## [TASK TO CARRY OUT]
In the records that follow, find each line with "CorpusStats" and pull it out.

## [ENTRIES PROVIDED]

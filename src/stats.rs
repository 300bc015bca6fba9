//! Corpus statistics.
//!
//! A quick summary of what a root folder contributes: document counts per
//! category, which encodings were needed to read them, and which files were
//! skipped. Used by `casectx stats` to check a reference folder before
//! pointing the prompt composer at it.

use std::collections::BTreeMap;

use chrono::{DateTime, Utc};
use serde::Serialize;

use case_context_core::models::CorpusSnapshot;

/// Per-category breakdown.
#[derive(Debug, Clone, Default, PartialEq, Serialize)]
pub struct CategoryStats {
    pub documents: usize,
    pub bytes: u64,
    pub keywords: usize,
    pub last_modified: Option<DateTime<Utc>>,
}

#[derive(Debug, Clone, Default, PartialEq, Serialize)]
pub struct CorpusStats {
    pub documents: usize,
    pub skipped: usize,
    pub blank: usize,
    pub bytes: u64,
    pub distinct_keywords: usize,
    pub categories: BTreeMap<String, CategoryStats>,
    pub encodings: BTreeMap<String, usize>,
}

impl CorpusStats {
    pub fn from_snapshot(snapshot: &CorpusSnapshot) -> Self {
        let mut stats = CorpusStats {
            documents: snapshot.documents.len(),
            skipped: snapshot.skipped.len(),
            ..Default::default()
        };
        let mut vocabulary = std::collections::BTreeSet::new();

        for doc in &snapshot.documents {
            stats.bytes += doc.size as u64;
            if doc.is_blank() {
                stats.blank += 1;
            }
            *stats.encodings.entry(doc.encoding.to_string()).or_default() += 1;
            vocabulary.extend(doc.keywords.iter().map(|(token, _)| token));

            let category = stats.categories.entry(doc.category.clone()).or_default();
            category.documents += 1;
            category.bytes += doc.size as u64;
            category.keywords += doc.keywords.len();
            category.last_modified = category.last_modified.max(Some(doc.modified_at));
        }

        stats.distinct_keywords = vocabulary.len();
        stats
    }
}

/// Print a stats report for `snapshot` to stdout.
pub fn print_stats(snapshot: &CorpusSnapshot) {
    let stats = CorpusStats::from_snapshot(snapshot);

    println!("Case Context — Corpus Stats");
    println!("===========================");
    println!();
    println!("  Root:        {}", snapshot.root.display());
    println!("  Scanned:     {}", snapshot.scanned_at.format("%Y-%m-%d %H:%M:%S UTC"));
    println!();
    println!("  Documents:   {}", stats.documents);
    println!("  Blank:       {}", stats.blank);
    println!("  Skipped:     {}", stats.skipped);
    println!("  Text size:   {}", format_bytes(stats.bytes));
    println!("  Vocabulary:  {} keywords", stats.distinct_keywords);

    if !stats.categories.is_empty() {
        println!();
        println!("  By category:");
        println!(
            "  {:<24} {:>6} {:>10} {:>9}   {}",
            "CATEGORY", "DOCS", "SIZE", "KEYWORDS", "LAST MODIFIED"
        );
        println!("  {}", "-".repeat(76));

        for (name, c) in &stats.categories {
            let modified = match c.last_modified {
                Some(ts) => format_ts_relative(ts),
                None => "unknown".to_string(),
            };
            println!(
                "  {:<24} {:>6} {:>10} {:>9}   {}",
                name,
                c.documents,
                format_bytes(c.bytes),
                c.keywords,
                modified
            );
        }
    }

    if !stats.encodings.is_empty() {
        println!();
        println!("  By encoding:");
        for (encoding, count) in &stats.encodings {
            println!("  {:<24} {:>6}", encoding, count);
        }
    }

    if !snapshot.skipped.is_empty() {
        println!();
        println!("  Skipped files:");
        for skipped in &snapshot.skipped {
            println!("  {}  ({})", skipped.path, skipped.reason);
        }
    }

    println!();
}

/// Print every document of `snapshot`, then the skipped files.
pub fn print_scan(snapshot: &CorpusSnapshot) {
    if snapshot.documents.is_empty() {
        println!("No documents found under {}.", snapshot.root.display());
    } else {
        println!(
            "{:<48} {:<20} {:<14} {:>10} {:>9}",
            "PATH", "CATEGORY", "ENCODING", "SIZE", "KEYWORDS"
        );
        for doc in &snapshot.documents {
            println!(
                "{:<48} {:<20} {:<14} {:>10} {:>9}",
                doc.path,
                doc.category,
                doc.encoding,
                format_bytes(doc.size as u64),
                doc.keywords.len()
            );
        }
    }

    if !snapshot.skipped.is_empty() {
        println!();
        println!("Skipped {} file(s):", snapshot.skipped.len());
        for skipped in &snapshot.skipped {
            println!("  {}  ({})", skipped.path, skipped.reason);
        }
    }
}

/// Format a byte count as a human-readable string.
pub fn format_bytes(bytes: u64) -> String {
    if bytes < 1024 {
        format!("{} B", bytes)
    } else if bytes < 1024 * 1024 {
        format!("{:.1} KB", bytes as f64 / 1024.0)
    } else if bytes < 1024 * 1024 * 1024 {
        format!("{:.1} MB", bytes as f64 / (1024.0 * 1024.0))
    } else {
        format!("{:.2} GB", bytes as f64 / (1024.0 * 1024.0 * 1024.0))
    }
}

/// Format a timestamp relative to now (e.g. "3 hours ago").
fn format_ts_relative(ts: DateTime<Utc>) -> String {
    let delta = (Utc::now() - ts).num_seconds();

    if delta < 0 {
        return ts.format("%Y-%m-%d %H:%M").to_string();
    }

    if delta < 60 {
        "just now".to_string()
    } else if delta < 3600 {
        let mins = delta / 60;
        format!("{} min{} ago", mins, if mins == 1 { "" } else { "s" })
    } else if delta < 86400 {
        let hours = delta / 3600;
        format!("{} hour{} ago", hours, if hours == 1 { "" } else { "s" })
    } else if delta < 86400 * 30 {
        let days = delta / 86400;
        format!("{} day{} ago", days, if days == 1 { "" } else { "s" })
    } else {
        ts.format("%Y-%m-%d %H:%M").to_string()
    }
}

## [OUTPUT]
pub struct CorpusStats {
impl CorpusStats {
        let mut stats = CorpusStats {
    let stats = CorpusStats::from_snapshot(snapshot);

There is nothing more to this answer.